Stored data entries
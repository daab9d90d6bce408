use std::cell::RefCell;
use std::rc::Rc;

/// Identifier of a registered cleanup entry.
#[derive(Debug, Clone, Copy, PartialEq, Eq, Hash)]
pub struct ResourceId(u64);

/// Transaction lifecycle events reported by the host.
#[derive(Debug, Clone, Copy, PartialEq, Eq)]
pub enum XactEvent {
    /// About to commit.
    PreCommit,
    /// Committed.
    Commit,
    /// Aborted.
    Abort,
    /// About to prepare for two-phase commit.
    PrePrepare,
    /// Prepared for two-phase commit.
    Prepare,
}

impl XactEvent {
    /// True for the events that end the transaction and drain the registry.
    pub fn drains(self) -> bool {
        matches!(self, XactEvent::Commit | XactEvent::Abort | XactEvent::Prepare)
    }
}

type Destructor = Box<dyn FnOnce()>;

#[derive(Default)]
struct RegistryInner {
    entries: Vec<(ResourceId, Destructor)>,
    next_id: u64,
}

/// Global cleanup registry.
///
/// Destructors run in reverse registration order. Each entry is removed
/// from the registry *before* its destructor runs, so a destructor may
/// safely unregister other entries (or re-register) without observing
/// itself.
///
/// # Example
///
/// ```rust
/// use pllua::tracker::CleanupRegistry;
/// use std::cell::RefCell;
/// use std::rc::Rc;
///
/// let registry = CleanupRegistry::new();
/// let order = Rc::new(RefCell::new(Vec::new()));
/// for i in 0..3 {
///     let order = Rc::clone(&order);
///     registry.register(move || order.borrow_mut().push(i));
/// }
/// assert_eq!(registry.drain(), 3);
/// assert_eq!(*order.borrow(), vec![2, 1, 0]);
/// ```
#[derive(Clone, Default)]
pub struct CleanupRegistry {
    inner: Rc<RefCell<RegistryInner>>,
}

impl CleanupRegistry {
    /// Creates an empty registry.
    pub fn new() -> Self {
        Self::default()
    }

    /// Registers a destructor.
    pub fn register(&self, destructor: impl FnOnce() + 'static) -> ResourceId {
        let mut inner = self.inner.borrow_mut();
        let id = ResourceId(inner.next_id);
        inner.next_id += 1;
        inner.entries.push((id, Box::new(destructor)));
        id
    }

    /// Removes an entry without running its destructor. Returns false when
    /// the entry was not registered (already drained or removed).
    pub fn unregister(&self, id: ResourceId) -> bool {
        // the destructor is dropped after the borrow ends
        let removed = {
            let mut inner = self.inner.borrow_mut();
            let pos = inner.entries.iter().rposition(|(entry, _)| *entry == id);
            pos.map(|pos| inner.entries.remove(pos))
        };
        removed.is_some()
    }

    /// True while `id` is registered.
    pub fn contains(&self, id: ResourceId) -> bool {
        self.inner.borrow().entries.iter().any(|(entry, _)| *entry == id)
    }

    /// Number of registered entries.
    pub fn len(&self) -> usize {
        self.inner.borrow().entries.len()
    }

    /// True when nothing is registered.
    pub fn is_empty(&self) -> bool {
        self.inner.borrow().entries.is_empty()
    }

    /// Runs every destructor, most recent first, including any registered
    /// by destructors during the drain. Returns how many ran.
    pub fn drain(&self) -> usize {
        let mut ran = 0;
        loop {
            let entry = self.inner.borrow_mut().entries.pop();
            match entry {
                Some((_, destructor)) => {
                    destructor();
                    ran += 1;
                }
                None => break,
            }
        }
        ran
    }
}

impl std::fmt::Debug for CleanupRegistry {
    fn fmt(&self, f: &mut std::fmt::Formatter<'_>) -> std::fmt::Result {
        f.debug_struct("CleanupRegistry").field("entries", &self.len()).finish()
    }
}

--

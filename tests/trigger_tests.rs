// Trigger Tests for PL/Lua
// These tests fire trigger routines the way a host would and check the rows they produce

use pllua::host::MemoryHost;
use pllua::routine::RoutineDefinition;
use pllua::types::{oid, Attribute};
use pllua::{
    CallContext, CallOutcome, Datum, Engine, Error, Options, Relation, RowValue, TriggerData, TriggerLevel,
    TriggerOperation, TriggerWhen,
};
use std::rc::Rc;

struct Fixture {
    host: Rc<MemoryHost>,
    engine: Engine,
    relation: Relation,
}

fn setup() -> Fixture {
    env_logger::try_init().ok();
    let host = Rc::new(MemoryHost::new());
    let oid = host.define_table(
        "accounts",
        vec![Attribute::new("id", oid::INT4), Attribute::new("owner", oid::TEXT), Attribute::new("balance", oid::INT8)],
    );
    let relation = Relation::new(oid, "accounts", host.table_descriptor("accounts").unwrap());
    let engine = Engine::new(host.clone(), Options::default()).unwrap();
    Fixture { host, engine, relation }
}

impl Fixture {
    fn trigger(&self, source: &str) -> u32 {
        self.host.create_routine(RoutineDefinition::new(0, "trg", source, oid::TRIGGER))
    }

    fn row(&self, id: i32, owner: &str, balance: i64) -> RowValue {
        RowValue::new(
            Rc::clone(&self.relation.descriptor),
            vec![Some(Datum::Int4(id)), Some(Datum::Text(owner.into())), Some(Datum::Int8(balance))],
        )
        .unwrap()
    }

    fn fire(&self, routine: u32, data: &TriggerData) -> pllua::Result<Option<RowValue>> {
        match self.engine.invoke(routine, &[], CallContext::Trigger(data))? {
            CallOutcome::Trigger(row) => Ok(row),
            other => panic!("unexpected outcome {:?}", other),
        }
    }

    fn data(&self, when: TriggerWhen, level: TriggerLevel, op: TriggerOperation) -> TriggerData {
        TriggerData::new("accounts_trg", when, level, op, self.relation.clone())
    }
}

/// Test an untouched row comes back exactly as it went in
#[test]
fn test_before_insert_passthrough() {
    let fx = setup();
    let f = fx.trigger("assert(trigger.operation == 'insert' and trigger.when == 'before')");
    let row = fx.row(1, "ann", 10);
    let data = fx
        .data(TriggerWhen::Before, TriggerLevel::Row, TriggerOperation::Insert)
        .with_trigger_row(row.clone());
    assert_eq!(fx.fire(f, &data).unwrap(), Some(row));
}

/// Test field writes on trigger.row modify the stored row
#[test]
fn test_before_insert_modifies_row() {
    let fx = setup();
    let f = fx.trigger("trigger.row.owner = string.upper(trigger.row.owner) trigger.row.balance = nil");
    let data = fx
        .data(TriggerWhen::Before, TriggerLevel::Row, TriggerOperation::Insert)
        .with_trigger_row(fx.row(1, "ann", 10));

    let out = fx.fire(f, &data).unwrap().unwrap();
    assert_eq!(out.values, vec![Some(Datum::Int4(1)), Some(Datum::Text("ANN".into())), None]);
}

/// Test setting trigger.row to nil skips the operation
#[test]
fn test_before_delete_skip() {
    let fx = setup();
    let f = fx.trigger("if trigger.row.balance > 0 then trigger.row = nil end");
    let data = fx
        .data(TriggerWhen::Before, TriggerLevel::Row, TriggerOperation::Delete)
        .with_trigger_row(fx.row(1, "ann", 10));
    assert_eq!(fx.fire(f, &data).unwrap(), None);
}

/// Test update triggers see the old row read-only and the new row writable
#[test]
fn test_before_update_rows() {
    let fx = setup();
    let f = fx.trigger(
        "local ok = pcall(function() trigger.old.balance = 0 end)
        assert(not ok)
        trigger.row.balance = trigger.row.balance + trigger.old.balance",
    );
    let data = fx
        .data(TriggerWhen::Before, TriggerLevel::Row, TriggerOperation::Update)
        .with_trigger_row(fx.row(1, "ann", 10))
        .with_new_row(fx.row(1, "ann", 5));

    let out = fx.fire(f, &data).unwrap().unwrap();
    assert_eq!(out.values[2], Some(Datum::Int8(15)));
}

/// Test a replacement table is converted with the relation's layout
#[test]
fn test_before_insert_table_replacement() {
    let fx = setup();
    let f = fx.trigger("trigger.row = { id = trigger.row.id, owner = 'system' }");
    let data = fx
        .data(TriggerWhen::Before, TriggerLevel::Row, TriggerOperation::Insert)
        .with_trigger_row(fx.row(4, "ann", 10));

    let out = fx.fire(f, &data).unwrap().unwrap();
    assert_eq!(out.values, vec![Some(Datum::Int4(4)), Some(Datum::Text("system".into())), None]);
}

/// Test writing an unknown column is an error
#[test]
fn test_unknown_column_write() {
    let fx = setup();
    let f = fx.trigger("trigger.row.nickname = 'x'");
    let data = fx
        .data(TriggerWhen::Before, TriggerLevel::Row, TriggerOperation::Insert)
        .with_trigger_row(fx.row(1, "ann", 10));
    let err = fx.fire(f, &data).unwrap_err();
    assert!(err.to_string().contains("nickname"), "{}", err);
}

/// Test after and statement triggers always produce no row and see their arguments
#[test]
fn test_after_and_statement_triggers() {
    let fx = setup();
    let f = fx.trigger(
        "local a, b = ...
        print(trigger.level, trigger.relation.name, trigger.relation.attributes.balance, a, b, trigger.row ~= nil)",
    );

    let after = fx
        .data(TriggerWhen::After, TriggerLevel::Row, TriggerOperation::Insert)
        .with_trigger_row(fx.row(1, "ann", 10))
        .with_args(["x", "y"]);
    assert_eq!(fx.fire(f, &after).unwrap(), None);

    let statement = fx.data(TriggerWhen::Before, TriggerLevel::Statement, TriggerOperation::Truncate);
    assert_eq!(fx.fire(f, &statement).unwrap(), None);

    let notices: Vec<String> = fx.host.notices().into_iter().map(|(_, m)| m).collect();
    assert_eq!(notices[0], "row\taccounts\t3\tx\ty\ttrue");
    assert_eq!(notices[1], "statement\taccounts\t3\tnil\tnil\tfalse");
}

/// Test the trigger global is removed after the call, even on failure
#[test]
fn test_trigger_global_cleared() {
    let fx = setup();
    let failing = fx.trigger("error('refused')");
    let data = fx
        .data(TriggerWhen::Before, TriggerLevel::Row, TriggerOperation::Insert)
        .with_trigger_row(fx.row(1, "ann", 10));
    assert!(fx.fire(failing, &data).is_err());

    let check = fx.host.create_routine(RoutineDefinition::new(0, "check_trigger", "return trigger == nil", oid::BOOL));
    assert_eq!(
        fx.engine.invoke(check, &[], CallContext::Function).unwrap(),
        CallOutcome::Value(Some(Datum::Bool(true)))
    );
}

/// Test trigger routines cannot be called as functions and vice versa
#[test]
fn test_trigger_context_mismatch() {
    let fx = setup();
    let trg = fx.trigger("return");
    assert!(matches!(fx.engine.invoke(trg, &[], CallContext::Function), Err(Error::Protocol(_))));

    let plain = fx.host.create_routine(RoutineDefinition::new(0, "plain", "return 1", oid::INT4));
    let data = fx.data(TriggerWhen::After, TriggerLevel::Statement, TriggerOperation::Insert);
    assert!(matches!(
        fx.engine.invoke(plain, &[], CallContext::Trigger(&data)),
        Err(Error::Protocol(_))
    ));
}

• WHAT YOU NEED TO DO
Using the entries above, give back exactly the line containing "fn trigger(&self, source: &str)", the line containing "fn fire(&self, routine: u32, data: &TriggerData)", and every line between them, and nothing else.

• PROBLEM SOLUTION
    fn trigger(&self, source: &str) -> u32 {
        self.host.create_routine(RoutineDefinition::new(0, "trg", source, oid::TRIGGER))
    }

    fn row(&self, id: i32, owner: &str, balance: i64) -> RowValue {
        RowValue::new(
            Rc::clone(&self.relation.descriptor),
            vec![Some(Datum::Int4(id)), Some(Datum::Text(owner.into())), Some(Datum::Int8(balance))],
        )
        .unwrap()
    }

    fn fire(&self, routine: u32, data: &TriggerData) -> pllua::Result<Option<RowValue>> {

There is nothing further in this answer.